(Collected data entries)

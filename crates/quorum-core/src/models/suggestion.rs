//! Suggestion model and its acceptance lifecycle

use serde::{Deserialize, Serialize};
use std::fmt;
use std::str::FromStr;

use super::{IdeaId, MergeId, SuggestionId, UserId};
use crate::error::{Error, Result};

/// Kind of feedback a suggestion carries
#[derive(Debug, Clone, Copy, PartialEq, Eq, Hash, Serialize, Deserialize, Default)]
#[serde(rename_all = "lowercase")]
pub enum SuggestionKind {
    Improvement,
    Question,
    Concern,
    Support,
    #[default]
    General,
}

impl SuggestionKind {
    pub const ALL: [Self; 5] = [
        Self::Improvement,
        Self::Question,
        Self::Concern,
        Self::Support,
        Self::General,
    ];

    pub const fn as_str(self) -> &'static str {
        match self {
            Self::Improvement => "improvement",
            Self::Question => "question",
            Self::Concern => "concern",
            Self::Support => "support",
            Self::General => "general",
        }
    }
}

impl fmt::Display for SuggestionKind {
    fn fmt(&self, f: &mut fmt::Formatter<'_>) -> fmt::Result {
        f.write_str(self.as_str())
    }
}

impl FromStr for SuggestionKind {
    type Err = Error;

    fn from_str(s: &str) -> Result<Self> {
        let normalized = s.trim().to_ascii_lowercase();
        Self::ALL
            .into_iter()
            .find(|kind| kind.as_str() == normalized)
            .ok_or_else(|| Error::InvalidInput(format!("unknown suggestion type '{s}'")))
    }
}

/// Acceptance state of a suggestion
///
/// `Accepted` and `Rejected` are terminal. A suggestion swept into a merge is
/// `Accepted` with `merged_into` pointing at the merge record.
#[derive(Debug, Clone, PartialEq, Eq, Serialize, Deserialize)]
#[serde(tag = "state", rename_all = "snake_case")]
pub enum SuggestionState {
    Pending,
    Accepted {
        accepted_by: UserId,
        accepted_at: i64,
        merged_into: Option<MergeId>,
    },
    Rejected {
        rejected_at: i64,
    },
}

impl SuggestionState {
    /// Storage/display name of the state
    pub const fn name(&self) -> &'static str {
        match self {
            Self::Pending => "pending",
            Self::Accepted { .. } => "accepted",
            Self::Rejected { .. } => "rejected",
        }
    }

    pub const fn is_pending(&self) -> bool {
        matches!(self, Self::Pending)
    }

    /// Accepted as a side effect of a merge
    pub const fn is_merged(&self) -> bool {
        matches!(
            self,
            Self::Accepted {
                merged_into: Some(_),
                ..
            }
        )
    }
}

/// A single piece of feedback proposed against an idea
#[derive(Debug, Clone, PartialEq, Eq, Serialize, Deserialize)]
pub struct Suggestion {
    /// Unique identifier
    pub id: SuggestionId,
    /// Idea this suggestion belongs to
    pub idea_id: IdeaId,
    /// Contributor who wrote it
    pub author_id: UserId,
    /// Parent suggestion when this is a threaded reply
    pub parent_id: Option<SuggestionId>,
    /// Free-text content
    pub content: String,
    /// Type tag
    pub kind: SuggestionKind,
    /// Acceptance state
    pub state: SuggestionState,
    /// Creation timestamp (Unix ms)
    pub created_at: i64,
}

impl Suggestion {
    /// Create a new pending suggestion
    #[must_use]
    pub fn new(
        idea_id: IdeaId,
        author_id: UserId,
        content: impl Into<String>,
        kind: SuggestionKind,
    ) -> Self {
        Self {
            id: SuggestionId::new(),
            idea_id,
            author_id,
            parent_id: None,
            content: content.into(),
            kind,
            state: SuggestionState::Pending,
            created_at: chrono::Utc::now().timestamp_millis(),
        }
    }

    /// Attach this suggestion as a reply to `parent`
    #[must_use]
    pub const fn with_parent(mut self, parent: SuggestionId) -> Self {
        self.parent_id = Some(parent);
        self
    }

    pub const fn is_reply(&self) -> bool {
        self.parent_id.is_some()
    }

    pub const fn is_pending(&self) -> bool {
        self.state.is_pending()
    }

    /// Accept the suggestion individually
    pub fn accept(&mut self, by: UserId, at: i64) -> Result<()> {
        self.transition(
            SuggestionState::Accepted {
                accepted_by: by,
                accepted_at: at,
                merged_into: None,
            },
        )
    }

    /// Reject the suggestion
    pub fn reject(&mut self, at: i64) -> Result<()> {
        self.transition(SuggestionState::Rejected { rejected_at: at })
    }

    /// Mark the suggestion as consumed by `merge`
    pub fn mark_merged(&mut self, by: UserId, merge: MergeId, at: i64) -> Result<()> {
        self.transition(SuggestionState::Accepted {
            accepted_by: by,
            accepted_at: at,
            merged_into: Some(merge),
        })
    }

    fn transition(&mut self, next: SuggestionState) -> Result<()> {
        if !self.state.is_pending() {
            return Err(Error::InvalidTransition {
                id: self.id,
                from: self.state.name(),
                to: next.name(),
            });
        }
        self.state = next;
        Ok(())
    }
}

#[cfg(test)]
mod tests {
    use super::*;

    fn suggestion() -> Suggestion {
        Suggestion::new(
            IdeaId::new(),
            UserId::new(),
            "Add dark mode",
            SuggestionKind::Improvement,
        )
    }

    #[test]
    fn test_new_suggestion_is_pending() {
        let s = suggestion();
        assert!(s.is_pending());
        assert!(!s.is_reply());
        assert!(s.created_at > 0);
    }

    #[test]
    fn test_accept_then_reject_is_rejected() {
        let mut s = suggestion();
        let by = UserId::new();
        s.accept(by, 10).unwrap();
        assert_eq!(
            s.state,
            SuggestionState::Accepted {
                accepted_by: by,
                accepted_at: 10,
                merged_into: None
            }
        );

        let err = s.reject(11).unwrap_err();
        assert!(matches!(
            err,
            Error::InvalidTransition {
                from: "accepted",
                to: "rejected",
                ..
            }
        ));
    }

    #[test]
    fn test_rejected_cannot_be_merged() {
        let mut s = suggestion();
        s.reject(5).unwrap();
        assert!(s.mark_merged(UserId::new(), MergeId::new(), 6).is_err());
        assert_eq!(s.state, SuggestionState::Rejected { rejected_at: 5 });
    }

    #[test]
    fn test_mark_merged_distinguishes_from_plain_accept() {
        let mut merged = suggestion();
        merged
            .mark_merged(UserId::new(), MergeId::new(), 1)
            .unwrap();
        assert!(merged.state.is_merged());

        let mut accepted = suggestion();
        accepted.accept(UserId::new(), 1).unwrap();
        assert!(!accepted.state.is_merged());
        assert_eq!(accepted.state.name(), merged.state.name());
    }

    #[test]
    fn test_kind_parse() {
        assert_eq!(
            "Concern".parse::<SuggestionKind>().unwrap(),
            SuggestionKind::Concern
        );
        assert!("rant".parse::<SuggestionKind>().is_err());
    }

    #[test]
    fn test_state_serializes_with_tag() {
        let json = serde_json::to_value(SuggestionState::Pending).unwrap();
        assert_eq!(json, serde_json::json!({ "state": "pending" }));
    }
}
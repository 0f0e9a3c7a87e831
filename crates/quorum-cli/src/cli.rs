use std::path::PathBuf;

use clap::{Parser, Subcommand, ValueEnum};

#[derive(Parser)]
#[command(name = "quorum")]
#[command(about = "Detect conflicting suggestions and merge them into consolidated changes")]
#[command(version)]
pub struct Cli {
    #[command(subcommand)]
    pub command: Option<Commands>,

    /// Optional path to local database file
    #[arg(long, global = true, value_name = "PATH")]
    pub db_path: Option<PathBuf>,

    /// Optional path to the engine config file (JSON)
    #[arg(long, global = true, value_name = "PATH")]
    pub config: Option<PathBuf>,

    /// User ID to act as (falls back to QUORUM_ACTOR)
    #[arg(long, global = true, value_name = "USER_ID")]
    pub actor: Option<String>,
}

#[derive(Subcommand)]
pub enum Commands {
    /// Manage ideas
    Idea {
        #[command(subcommand)]
        command: IdeaCommands,
    },
    /// Manage suggestions on an idea
    #[command(alias = "s")]
    Suggestion {
        #[command(subcommand)]
        command: SuggestionCommands,
    },
    /// Report conflicts between pending suggestions without writing anything
    Analyze {
        /// Idea ID
        idea: String,
        /// Suggestion IDs to analyze
        #[arg(required = true)]
        suggestions: Vec<String>,
        /// Output as JSON
        #[arg(long)]
        json: bool,
    },
    /// Merge pending suggestions into one merge record
    Merge {
        /// Idea ID
        idea: String,
        /// Suggestion IDs to merge, in order
        #[arg(required = true)]
        suggestions: Vec<String>,
        /// consensus, priority or latest (anything else means consensus)
        #[arg(long, default_value = "consensus")]
        strategy: String,
        /// Record the merge as automatic
        #[arg(long)]
        auto: bool,
        /// Conflict resolution payload stored on the merge record
        #[arg(long, value_name = "JSON")]
        resolution: Option<String>,
        /// Output as JSON
        #[arg(long)]
        json: bool,
    },
    /// Show the merge history of an idea
    History {
        /// Idea ID
        idea: String,
        /// Output as JSON
        #[arg(long)]
        json: bool,
    },
    /// List unresolved conflicts of an idea
    Conflicts {
        /// Idea ID
        idea: String,
        /// Output as JSON
        #[arg(long)]
        json: bool,
    },
    /// Mark a conflict as resolved
    Resolve {
        /// Conflict ID
        conflict: String,
        /// Resolution notes
        #[arg(long)]
        notes: Option<String>,
        /// Output as JSON
        #[arg(long)]
        json: bool,
    },
    /// Mark a conflict as ignored
    Ignore {
        /// Conflict ID
        conflict: String,
        /// Notes explaining why the conflict is ignored
        #[arg(long)]
        notes: Option<String>,
        /// Output as JSON
        #[arg(long)]
        json: bool,
    },
    /// Suggest which merges to run next
    Recommend {
        /// Idea ID
        idea: String,
        /// Output as JSON
        #[arg(long)]
        json: bool,
    },
    /// Show points earned by a user
    Points {
        /// User ID (defaults to the acting user)
        user: Option<String>,
        /// Number of ledger entries to show
        #[arg(short, long, default_value = "10")]
        limit: usize,
        /// Output as JSON
        #[arg(long)]
        json: bool,
    },
    /// Generate shell completion scripts
    Completions {
        /// Target shell
        #[arg(value_enum)]
        shell: CompletionShell,
        /// Optional output path (stdout when omitted)
        #[arg(short, long, value_name = "PATH")]
        output: Option<PathBuf>,
    },
}

#[derive(Subcommand)]
pub enum IdeaCommands {
    /// Create an idea owned by the acting user
    #[command(alias = "new")]
    Create {
        /// Idea title
        title: Vec<String>,
        /// Output as JSON
        #[arg(long)]
        json: bool,
    },
    /// Show an idea
    Show {
        /// Idea ID
        idea: String,
        /// Output as JSON
        #[arg(long)]
        json: bool,
    },
}

#[derive(Subcommand)]
pub enum SuggestionCommands {
    /// Add a suggestion as the acting user
    Add {
        /// Idea ID
        idea: String,
        /// Suggestion content
        content: Vec<String>,
        /// improvement, question, concern, support or general
        #[arg(long = "type", default_value = "general")]
        kind: String,
        /// Suggestion this one replies to
        #[arg(long, value_name = "SUGGESTION_ID")]
        parent: Option<String>,
        /// Output as JSON
        #[arg(long)]
        json: bool,
    },
    /// List suggestions of an idea
    List {
        /// Idea ID
        idea: String,
        /// Only show pending suggestions (same as --state pending)
        #[arg(long, conflicts_with = "state")]
        pending: bool,
        /// pending, accepted, merged or rejected
        #[arg(long)]
        state: Option<String>,
        /// Only show suggestions of this type
        #[arg(long = "type")]
        kind: Option<String>,
        /// Output as JSON
        #[arg(long)]
        json: bool,
    },
    /// Show the reply thread a suggestion belongs to
    Thread {
        /// Suggestion ID
        id: String,
        /// Output as JSON
        #[arg(long)]
        json: bool,
    },
    /// Accept a pending suggestion
    Accept {
        /// Suggestion ID
        id: String,
        /// Output as JSON
        #[arg(long)]
        json: bool,
    },
    /// Reject a pending suggestion
    Reject {
        /// Suggestion ID
        id: String,
        /// Output as JSON
        #[arg(long)]
        json: bool,
    },
    /// Show suggestion counters for an idea
    Stats {
        /// Idea ID
        idea: String,
        /// Output as JSON
        #[arg(long)]
        json: bool,
    },
}

#[derive(Clone, Copy, Debug, Eq, PartialEq, ValueEnum)]
pub enum CompletionShell {
    Bash,
    Zsh,
    Fish,
    #[value(name = "powershell")]
    PowerShell,
}
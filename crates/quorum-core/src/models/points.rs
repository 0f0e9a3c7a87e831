//! Points ledger model

use serde::{Deserialize, Serialize};
use std::fmt;
use std::str::FromStr;

use super::UserId;
use crate::error::{Error, Result};

/// Events that earn a user points
#[derive(Debug, Clone, Copy, PartialEq, Eq, Hash, Serialize, Deserialize)]
#[serde(rename_all = "snake_case")]
pub enum PointsEvent {
    SuggestionCreated,
    SuggestionAccepted,
    MergePerformed,
}

impl PointsEvent {
    pub const fn as_str(self) -> &'static str {
        match self {
            Self::SuggestionCreated => "suggestion_created",
            Self::SuggestionAccepted => "suggestion_accepted",
            Self::MergePerformed => "merge_performed",
        }
    }

    /// Reason text stored next to the awarded amount
    pub const fn reason(self) -> &'static str {
        match self {
            Self::SuggestionCreated => "Made a suggestion on an idea",
            Self::SuggestionAccepted => "Suggestion was accepted",
            Self::MergePerformed => "Successfully merged suggestions",
        }
    }
}

impl fmt::Display for PointsEvent {
    fn fmt(&self, f: &mut fmt::Formatter<'_>) -> fmt::Result {
        f.write_str(self.as_str())
    }
}

impl FromStr for PointsEvent {
    type Err = Error;

    fn from_str(s: &str) -> Result<Self> {
        match s {
            "suggestion_created" => Ok(Self::SuggestionCreated),
            "suggestion_accepted" => Ok(Self::SuggestionAccepted),
            "merge_performed" => Ok(Self::MergePerformed),
            other => Err(Error::InvalidInput(format!("unknown points event '{other}'"))),
        }
    }
}

/// One awarded amount in the points ledger
#[derive(Debug, Clone, PartialEq, Eq, Serialize, Deserialize)]
pub struct PointsEntry {
    pub id: i64,
    pub user_id: UserId,
    pub event: PointsEvent,
    pub amount: i64,
    pub reason: String,
    /// Award timestamp (Unix ms)
    pub awarded_at: i64,
}
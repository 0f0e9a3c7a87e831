//! Lexical similarity between suggestion texts

#![allow(clippy::cast_precision_loss)] // word counts are far below 2^52

use std::collections::HashSet;

/// Set of unique lower-cased, whitespace-delimited words of a text
#[derive(Debug, Clone, PartialEq, Eq, Default)]
pub struct WordSet(HashSet<String>);

impl WordSet {
    pub fn new(text: &str) -> Self {
        Self(
            text.to_lowercase()
                .split_whitespace()
                .map(str::to_owned)
                .collect(),
        )
    }

    pub fn len(&self) -> usize {
        self.0.len()
    }

    pub fn is_empty(&self) -> bool {
        self.0.is_empty()
    }

    /// Jaccard index of the two sets; two empty sets score 0.
    pub fn jaccard(&self, other: &Self) -> f64 {
        let union = self.0.union(&other.0).count();
        if union == 0 {
            return 0.0;
        }
        let intersection = self.0.intersection(&other.0).count();
        intersection as f64 / union as f64
    }
}

/// Symmetric word-overlap score of two texts in `[0, 1]`
///
/// # Examples
///
/// ```
/// use quorum_core::engine::similarity;
///
/// assert_eq!(similarity("Add search", "add SEARCH"), 1.0);
/// assert_eq!(similarity("", ""), 0.0);
/// ```
pub fn similarity(a: &str, b: &str) -> f64 {
    WordSet::new(a).jaccard(&WordSet::new(b))
}

#[cfg(test)]
mod tests {
    use super::*;

    #[test]
    fn test_identical_texts_score_one() {
        assert!((similarity("add a search bar", "add a search bar") - 1.0).abs() < f64::EPSILON);
    }

    #[test]
    fn test_disjoint_texts_score_zero() {
        assert!(similarity("add dark mode", "remove export button").abs() < f64::EPSILON);
    }

    #[test]
    fn test_empty_texts_score_zero_not_nan() {
        let score = similarity("", "   ");
        assert!(!score.is_nan());
        assert!(score.abs() < f64::EPSILON);
        assert!(similarity("", "something").abs() < f64::EPSILON);
    }

    #[test]
    fn test_symmetric() {
        let pairs = [
            ("Please add a search filter", "We should add search filters too"),
            ("one two three", "three four"),
            ("", "x"),
        ];
        for (a, b) in pairs {
            assert!((similarity(a, b) - similarity(b, a)).abs() < f64::EPSILON);
        }
    }

    #[test]
    fn test_case_and_duplicates_collapse() {
        // {add, search} vs {add, search, bar}
        let score = similarity("Add add SEARCH", "add search bar");
        assert!((score - 2.0 / 3.0).abs() < 1e-9);
    }

    #[test]
    fn test_word_set_counts_unique_words() {
        let words = WordSet::new("a b  a\tB\n");
        assert_eq!(words.len(), 2);
        assert!(WordSet::new(" \n").is_empty());
    }
}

● Your goal: Search the entries for the word "intersection". Copy every line where it occurs.

● Answer section:
        let intersection = self.0.intersection(&other.0).count();
        intersection as f64 / union as f64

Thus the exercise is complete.